The 'Golf' data set is loaded using the Retrieve operator. The Split Validation operator is applied on it for training and testing a classification model. The Naive Bayes operator is applied in the training subprocess of the Split Validation operator. The Naive Bayes operator trains a classification model. The Apply Model operator is used in the testing subprocess to apply this model. A breakpoint is inserted here so that you can have a look at the labeled ExampleSet. As you can see, out of 4 examples of the testing data set only 1 has been misclassified. The misclassified example was classified as 'class = yes' while actually it was 'class = no'.

The resultant labeled ExampleSet is used by the Performance (Costs) operator for measuring the misclassification costs of the model. Have a look at the parameters of the Performance (Costs) operator. The class order definition parameter specifies the order of classes in the cost matrix. The classes 'yes' and 'no' are placed in first and second rows respectively. Thus class 'yes' is Class 1 and class 'no' is Class 2 in the cost matrix. Now have a look at the cost matrix in the cost matrix parameter. The case where Class 2 (i.e. class = no) is misclassified as Class 1 (i.e. class = yes) has been given weight 2.0. The case where Class 1 (i.e. class = yes) is misclassified as Class 2 (i.e. class = no) has been given weight 1.0.

Now let us see how this cost matrix is used for evaluating misclassification costs of the labeled ExampleSet. As 1 of the 4 classifications was wrong, one should expect the classification cost to be 1/4 or 0.250. But as this misclassification has weight 2.0 (because class = no is misclassified as class = yes) instead of 1.0 the cost for this misclassification is doubled. Therefore the cost in this case is 0.500. The misclassification cost can be seen in the Results Workspace.
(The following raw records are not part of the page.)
//! Unit tests for optimistic status updates and board refreshes.

use std::sync::Arc;
use std::time::Duration;

use rstest::{fixture, rstest};
use serde_json::{Value, json};
use tokio::time::timeout;

use super::*;
use crate::domain::ports::{
    MockStatusOverrideStore, TransportError, TransportRequest, TransportResponse,
};
use crate::domain::{Role, SessionCredentials};
use crate::outbound::override_store::FileStatusOverrideStore;
use crate::test_support::{
    FlakyOverrideStore, ImmediateSleeper, RecordingSleeper, RoutedTransport, empty_response,
    gateway_over, json_response,
};

const EVENT: EventId = EventId::new(1);
const JORDAN: ApplicationId = ApplicationId::new(42);
const RILEY: ApplicationId = ApplicationId::new(43);

type Scripted = Result<TransportResponse, TransportError>;

fn listing() -> Value {
    json!([
        { "application_id": 42, "volunteer_id": 5, "volunteer_name": "Jordan", "status": "pending" },
        { "application_id": 43, "volunteer_id": 6, "status": "accepted" },
    ])
}

/// Serve the listing for GETs and `patch_status` for everything else.
fn backend(patch_status: u16) -> impl Fn(&TransportRequest) -> Scripted + Send + Sync + 'static {
    move |request| match request.method {
        HttpMethod::Get => json_response(200, &listing()),
        _ => empty_response(patch_status),
    }
}

#[fixture]
fn session() -> AuthorizedSession {
    SessionCredentials {
        token: Some("org-token".to_owned()),
        user_type: Some("organization".to_owned()),
        user_id: Some("4".to_owned()),
    }
    .require_role(Role::Organization)
    .expect("organization session")
}

struct Harness {
    service: Arc<ApplicationStatusService>,
    transport: Arc<RoutedTransport>,
    store: Arc<FlakyOverrideStore>,
    sleeper: Arc<RecordingSleeper>,
}

fn harness(
    transport: RoutedTransport,
    store: FlakyOverrideStore,
    policy: ConflictPolicy,
    session: AuthorizedSession,
) -> Harness {
    let transport = Arc::new(transport);
    let store = Arc::new(store);
    let sleeper = Arc::new(RecordingSleeper::default());
    let service = ApplicationStatusService::with_runtime(
        ApplicationStatusPorts::new(gateway_over(transport.clone()), store.clone()),
        ApplicationStatusRuntime {
            sleeper: sleeper.clone(),
        },
        session,
        ApplicationStatusConfig {
            refresh_delay: Duration::from_millis(250),
            conflict_policy: policy,
        },
    );
    Harness {
        service: Arc::new(service),
        transport,
        store,
        sleeper,
    }
}

fn status_of(service: &ApplicationStatusService, id: ApplicationId) -> Option<ApplicationStatus> {
    service
        .applications(EVENT)
        .into_iter()
        .find(|record| record.application_id == id)
        .map(|record| record.status)
}

async fn seeded(harness: &Harness) {
    let outcome = harness
        .service
        .refresh_applications(EVENT)
        .await
        .expect("initial refresh");
    assert_eq!(outcome, RefreshOutcome::Refreshed { count: 2 });
}

#[rstest]
#[tokio::test]
async fn optimistic_commit_lands_before_the_patch_settles(session: AuthorizedSession) {
    let (transport, mut entered, release) =
        RoutedTransport::new(backend(500)).gated_on(HttpMethod::Patch);
    let harness = harness(
        transport,
        FlakyOverrideStore::default(),
        ConflictPolicy::ClientWins,
        session,
    );
    seeded(&harness).await;

    let service = Arc::clone(&harness.service);
    let update = tokio::spawn(async move {
        service
            .set_application_status(EVENT, JORDAN, ApplicationStatus::Approved)
            .await
    });

    let proxied = timeout(Duration::from_secs(1), entered.recv())
        .await
        .expect("patch should be issued")
        .expect("gate channel open");
    assert_eq!(proxied.url.query(), Some("status=accepted"));
    assert_eq!(
        status_of(&harness.service, JORDAN),
        Some(ApplicationStatus::Approved),
        "board shows the new status while the PATCH is in flight"
    );
    assert_eq!(
        harness.store.snapshot().get(JORDAN),
        Some(ApplicationStatus::Approved),
        "override is durable before the network call"
    );

    release.notify_one();
    timeout(Duration::from_secs(1), entered.recv())
        .await
        .expect("direct attempt should follow")
        .expect("gate channel open");
    release.notify_one();

    let outcome = update
        .await
        .expect("update task joins")
        .expect("update succeeds locally");
    assert_eq!(outcome.remote, RemoteConfirmation::Unconfirmed);
    assert_eq!(
        status_of(&harness.service, JORDAN),
        Some(ApplicationStatus::Approved)
    );
}

#[rstest]
#[tokio::test]
async fn confirmed_update_patches_with_wire_status_and_refreshes(session: AuthorizedSession) {
    let harness = harness(
        RoutedTransport::new(backend(204)),
        FlakyOverrideStore::default(),
        ConflictPolicy::ClientWins,
        session,
    );
    seeded(&harness).await;

    let outcome = harness
        .service
        .set_application_status(EVENT, JORDAN, ApplicationStatus::Approved)
        .await
        .expect("update");

    assert_eq!(
        outcome,
        StatusUpdateOutcome {
            remote: RemoteConfirmation::Confirmed,
            refresh: RefreshOutcome::Refreshed { count: 2 },
        }
    );
    let patches = harness.transport.requests_with(HttpMethod::Patch);
    assert_eq!(patches.len(), 1, "proxy attempt succeeded");
    assert_eq!(
        patches[0].url.as_str(),
        "http://proxy.test/api/org/events/1/applications/42/status?status=accepted"
    );
    assert!(
        patches[0]
            .headers
            .contains(&("Authorization".to_owned(), "Bearer org-token".to_owned()))
    );
    assert_eq!(harness.sleeper.recorded(), vec![Duration::from_millis(250)]);
    assert_eq!(
        status_of(&harness.service, JORDAN),
        Some(ApplicationStatus::Approved),
        "override outranks the lagging server status"
    );
}

#[rstest]
#[tokio::test]
async fn client_wins_keeps_choice_when_patch_fails(session: AuthorizedSession) {
    let harness = harness(
        RoutedTransport::new(backend(500)),
        FlakyOverrideStore::default(),
        ConflictPolicy::ClientWins,
        session,
    );
    seeded(&harness).await;

    let outcome = harness
        .service
        .set_application_status(EVENT, JORDAN, ApplicationStatus::Rejected)
        .await
        .expect("update");

    assert_eq!(outcome.remote, RemoteConfirmation::Unconfirmed);
    assert_eq!(outcome.refresh, RefreshOutcome::Refreshed { count: 2 });
    assert_eq!(harness.transport.requests_with(HttpMethod::Patch).len(), 2);
    assert_eq!(
        status_of(&harness.service, JORDAN),
        Some(ApplicationStatus::Rejected)
    );
    assert_eq!(
        harness.store.snapshot().get(JORDAN),
        Some(ApplicationStatus::Rejected)
    );
}

#[rstest]
#[case::without_prior_override(None, ApplicationStatus::Pending)]
#[case::with_prior_override(Some(ApplicationStatus::Rejected), ApplicationStatus::Rejected)]
#[tokio::test]
async fn server_wins_restores_previous_state_when_patch_fails(
    session: AuthorizedSession,
    #[case] prior: Option<ApplicationStatus>,
    #[case] expected: ApplicationStatus,
) {
    let seed: StatusOverrides = prior.map(|status| (JORDAN, status)).into_iter().collect();
    let harness = harness(
        RoutedTransport::new(backend(500)),
        FlakyOverrideStore::seeded(seed),
        ConflictPolicy::ServerWins,
        session,
    );
    seeded(&harness).await;

    let outcome = harness
        .service
        .set_application_status(EVENT, JORDAN, ApplicationStatus::Approved)
        .await
        .expect("update");

    assert_eq!(outcome.remote, RemoteConfirmation::Unconfirmed);
    assert_eq!(status_of(&harness.service, JORDAN), Some(expected));
    assert_eq!(harness.store.snapshot().get(JORDAN), prior);
}

#[rstest]
#[tokio::test]
async fn override_write_failure_reverts_board_and_skips_network(session: AuthorizedSession) {
    let harness = harness(
        RoutedTransport::new(backend(204)),
        FlakyOverrideStore::default().failing_saves(),
        ConflictPolicy::ClientWins,
        session,
    );
    seeded(&harness).await;

    let error = harness
        .service
        .set_application_status(EVENT, JORDAN, ApplicationStatus::Approved)
        .await
        .expect_err("store failure surfaces");

    assert!(matches!(error, StatusUpdateError::OverrideStore(_)));
    assert_eq!(
        status_of(&harness.service, JORDAN),
        Some(ApplicationStatus::Pending)
    );
    assert!(harness.transport.requests_with(HttpMethod::Patch).is_empty());
    assert!(harness.sleeper.recorded().is_empty());
}

#[rstest]
#[tokio::test]
async fn refresh_fails_when_overrides_cannot_load(session: AuthorizedSession) {
    let harness = harness(
        RoutedTransport::new(backend(204)),
        FlakyOverrideStore::default().failing_loads(),
        ConflictPolicy::ClientWins,
        session,
    );

    let error = harness
        .service
        .refresh_applications(EVENT)
        .await
        .expect_err("load failure surfaces");

    assert!(matches!(error, StatusUpdateError::OverrideStore(_)));
    assert!(harness.service.applications(EVENT).is_empty());
}

#[rstest]
#[tokio::test]
async fn offline_refresh_leaves_board_untouched(session: AuthorizedSession) {
    let harness = harness(
        RoutedTransport::new(|_| empty_response(503)),
        FlakyOverrideStore::default(),
        ConflictPolicy::ClientWins,
        session,
    );

    let refresh = harness
        .service
        .refresh_applications(EVENT)
        .await
        .expect("refresh");
    assert_eq!(refresh, RefreshOutcome::Unavailable);

    let outcome = harness
        .service
        .set_application_status(EVENT, JORDAN, ApplicationStatus::Approved)
        .await
        .expect("update");
    assert_eq!(
        outcome,
        StatusUpdateOutcome {
            remote: RemoteConfirmation::Unconfirmed,
            refresh: RefreshOutcome::Unavailable,
        }
    );
    assert!(harness.service.applications(EVENT).is_empty());
    assert_eq!(
        harness.store.snapshot().get(JORDAN),
        Some(ApplicationStatus::Approved),
        "override is kept even without a board entry"
    );
}

#[rstest]
#[tokio::test(flavor = "multi_thread", worker_threads = 2)]
async fn concurrent_updates_for_different_ids_keep_both_overrides(session: AuthorizedSession) {
    for round in 0..25 {
        let state_dir = tempfile::tempdir().expect("state dir");
        let store = Arc::new(FileStatusOverrideStore::new(state_dir.path()));
        let service = ApplicationStatusService::with_runtime(
            ApplicationStatusPorts::new(
                gateway_over(Arc::new(RoutedTransport::new(backend(204)))),
                store.clone(),
            ),
            ApplicationStatusRuntime {
                sleeper: Arc::new(ImmediateSleeper),
            },
            session.clone(),
            ApplicationStatusConfig::default(),
        );
        service
            .refresh_applications(EVENT)
            .await
            .expect("initial refresh");

        let (first, second) = tokio::join!(
            service.set_application_status(EVENT, JORDAN, ApplicationStatus::Approved),
            service.set_application_status(EVENT, RILEY, ApplicationStatus::Rejected),
        );
        first.expect("first update");
        second.expect("second update");

        let stored = store.load().await.expect("reload overrides");
        assert_eq!(
            stored.get(JORDAN),
            Some(ApplicationStatus::Approved),
            "round {round}: {stored:?}"
        );
        assert_eq!(
            stored.get(RILEY),
            Some(ApplicationStatus::Rejected),
            "round {round}: {stored:?}"
        );
        assert_eq!(status_of(&service, JORDAN), Some(ApplicationStatus::Approved));
        assert_eq!(status_of(&service, RILEY), Some(ApplicationStatus::Rejected));
    }
}

#[rstest]
#[tokio::test]
async fn approved_volunteers_follow_effective_status(session: AuthorizedSession) {
    let harness = harness(
        RoutedTransport::new(backend(204)),
        FlakyOverrideStore::default(),
        ConflictPolicy::ClientWins,
        session,
    );
    seeded(&harness).await;

    let approved: Vec<_> = harness
        .service
        .approved_volunteers(EVENT)
        .into_iter()
        .map(|record| record.application_id)
        .collect();
    assert_eq!(approved, vec![RILEY], "server `accepted` counts as approved");

    harness
        .service
        .set_application_status(EVENT, JORDAN, ApplicationStatus::Approved)
        .await
        .expect("update");

    assert_eq!(harness.service.approved_volunteers(EVENT).len(), 2);
    assert!(harness.service.applications(EventId::new(99)).is_empty());
}

#[rstest]
#[tokio::test]
async fn clear_override_removes_only_existing_entries(session: AuthorizedSession) {
    let harness = harness(
        RoutedTransport::new(backend(204)),
        FlakyOverrideStore::seeded([(JORDAN, ApplicationStatus::Rejected)].into_iter().collect()),
        ConflictPolicy::ClientWins,
        session,
    );

    assert!(harness.service.clear_override(JORDAN).await.expect("clear"));
    assert!(!harness.service.clear_override(JORDAN).await.expect("clear again"));
    assert!(harness.store.snapshot().is_empty());
}

#[rstest]
#[tokio::test]
async fn override_is_saved_after_loading_the_current_map(session: AuthorizedSession) {
    let mut store = MockStatusOverrideStore::new();
    let mut sequence = mockall::Sequence::new();
    store
        .expect_load()
        .times(1)
        .in_sequence(&mut sequence)
        .returning(|| Ok([(RILEY, ApplicationStatus::Rejected)].into_iter().collect()));
    store
        .expect_save()
        .withf(|overrides| {
            overrides.get(RILEY) == Some(ApplicationStatus::Rejected)
                && overrides.get(JORDAN) == Some(ApplicationStatus::Approved)
        })
        .times(1)
        .in_sequence(&mut sequence)
        .returning(|_| Ok(()));
    let transport = Arc::new(RoutedTransport::new(|request| match request.method {
        HttpMethod::Patch => empty_response(204),
        _ => empty_response(503),
    }));
    let service = ApplicationStatusService::with_runtime(
        ApplicationStatusPorts::new(gateway_over(transport), Arc::new(store)),
        ApplicationStatusRuntime {
            sleeper: Arc::new(crate::test_support::ImmediateSleeper),
        },
        session,
        ApplicationStatusConfig::default(),
    );

    let outcome = service
        .set_application_status(EVENT, JORDAN, ApplicationStatus::Approved)
        .await
        .expect("update");

    assert_eq!(outcome.remote, RemoteConfirmation::Confirmed);
    assert_eq!(outcome.refresh, RefreshOutcome::Unavailable);
}

#[test]
fn defaults_match_the_dashboard_behaviour() {
    let config = ApplicationStatusConfig::default();
    assert_eq!(config.refresh_delay, Duration::from_secs(1));
    assert_eq!(config.conflict_policy, ConflictPolicy::ClientWins);
}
Now set the sampling type parameter of the Split Validation operator to 'linear sampling' and run the process again. Have a look at the labeled ExampleSet generated by the Apply Model operator. 2 out of 4 examples have been misclassified. One example with class = no has been misclassified as class = yes (i.e. weight = 2.0) and one example with class = yes has been misclassified as class = no (i.e. weight = 1.0). The resultant misclassification cost is ((1 x 1.0)+(1 x 2.0))/4 which results to 0.750. The misclassification cost can be seen in the Results Workspace.